4. In 1956, Congress Enacted a Military Dependents Medical Care Act Which Further Clarified No Patient Cost Care for Retired Military Personnel and Their Families.

5. In 1959, Congress Appropriated Funds to Construct and Operate General Hospitals and Related Facilities, Diagnostic and Treatment Centers, Hospitals for the Chronically Ill and Impaired, and for Nursing Homes for Military Retirees and Dependents.

6. In 1966, Congress Created the CHAMPUS Program to Mirror Care for Military Retirees and Dependents With FEHBP, as Provided to Civilian Employees, But at a Much Lower Cost to the Military Related Beneficiaries.

7. Acting In Total Disregard of the Will of Congress, the DOD's CHAMPUS Plan As Designed and Implemented Was Inferior to the FEHBP, Yet Was Provided At a Much Greater Cost to the Taxpayers.

8. The DOD's CHAMPUS Plan Regulation Also Was Invalidated By the United States Court of Appeals for the District of Columbia.

9. Congress' Intentions Re Military Retiree and Dependent Health Care Options Were Greatly Compromised Due to BRAC Base and Hospital Closures.

10. The United States Supreme Court Has Upheld That the US Government Must Honor Its Contractual Commitments to Its Employees and Others.

11. The Obligation to Provide Health Care to Retired Members of the Military Services Has Been Recognized By Congress in the Past.

12. Enactment of HR 2966 Will Cure, at Least In Part, the Unintended Extant Lack of Health Care Parity Between Military Retirees and Federal Civilian Employees.
----------------------------------------------
1. Congress Has Provided Health Care for Military Service Members From the Earliest Years of Our Nation's History. Since the earliest years of the United States our founding fathers showed a concern for those who served their country in its military forces, and for their families. The Army Medical Department and the Medical Corps trace their origins to July 27, 1775, when the Continental Congress established Army hospitals headed by a Director General and Chief Physician. During the War for Independence, due to a lack of permanent hospital facilities, Army battle wounded and sick often were cared for in churches of various denominations.

In 1777, Army hospitals existed in several locations in churches and barns, including at Yorktown, PA, Black River, NJ and Mendham, NJ. General George Washington often visited patients in these facilities and, in an effort to increase professionalism, urged the replacement of male nurses by women! In November of 1777 famed Dr. Benjamin Rush was assigned the task of opening a military hospital at Red Bank, NJ, to care for the wounded of the Delaware River forts. Military troops and on occasion their families were cared for in these treatment facilities.

2. In 1799, Congress Took Formal Steps to Regulate the Military Medical Establishment; Health Care for Retired Personnel and Dependents Properly Was Provided When They Were Authorized

On March 2, 1799, the Fifth Congress formally established a military medical department by enactment of an Act to Regulate the Medical Establishment (Session III, Chapter 27). By such statutory action Congress conferred full authority and charged the Surgeon General with superintendence and development of all military hospitals and other treatment facilities and directed that necessary orders, regulations and manuals be issued in support thereof.

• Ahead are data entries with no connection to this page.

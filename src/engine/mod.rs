// ==========================================
// 蛋鸡场运营 ERP - 引擎层
// ==========================================
// 职责: 成本分摊、阈值告警、工资汇总
// 红线: Engine 不拼 SQL, 数据访问只经由 data_source trait
// ==========================================

pub mod cost_allocation;
pub mod data_source;
pub mod dedup;
pub mod error;
pub mod notification;
pub mod payroll;
pub mod repositories;
pub mod threshold_alert;

// 重导出核心引擎
pub use cost_allocation::{CostAllocationEngine, CostEngineConfig};
pub use data_source::{AlertDataSource, CostDataSource, PayrollDataSource};
pub use dedup::{AlertDedupStore, InMemoryDedupStore};
pub use error::{EngineError, EngineResult};
pub use notification::{
    DispatchError, DispatchQueue, LoggingDispatcher, NoOpDispatcher, NotificationDispatcher,
};
pub use payroll::{PayrollEngine, PayrollRunResult};
pub use repositories::FarmRepositories;
pub use threshold_alert::{AlertEngineConfig, AlertPassResult, ThresholdAlertEngine};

The Surgeon General was SPECIFICALLY DELEGATED to determine who would be eligible for care in military hospitals and other treatment facilities.

In February 1855, it was authorized for the first time for Navy officers to be removed involuntarily from the active list and for other reasons, and in August 1861 the officers of all military services first were offered voluntary retirement after 40 years of service. In March of 1899, Navy enlisted personnel were authorized retirement after 30 years of active service.

Military retirement pay is not a pension, therefore a comparison cannot be made between it and a civilian pension. Military retirement is an earned entitlement for honorable service rendered, as well as retainer pay for future recall to active duty service. The military retirement system serves the objective of ensuring military readiness by providing retainer pay in the event of mobilization.

An 1881 Supreme Court Decision (US v. Tyler) established the basis for the claim that military retirement pay is reduced compensation for reduced services. The court took note of the fact that those on the retired list were in all aspects still performing "service," albeit retired service. Thus retired military servicemen and women represent a wealth of experience vital to military readiness. Retirees are reasonably available to relieve active duty forces to be reassigned to combat-related elements or service support units.

In 1884, Congress directed that the "medical officers of the Army and contract surgeons shall whenever possible attend the families of the officers and soldiers free of charge."

In 1900, a total of 3,029 former military personnel were receiving retired pay; most of these were wounded or injured in the Spanish-American War. There is no record that any policy or regulation barred care for injured or ill retired personnel and their dependents and several policy regulations issued by the various uniformed services specifically directed that retirees were to be provided equal health care with serving members. Several Presidents of the United States, including Roosevelt and Truman, also endorsed this policy over the years. This Congressional military health care edict remained essentially unchanged until 1956.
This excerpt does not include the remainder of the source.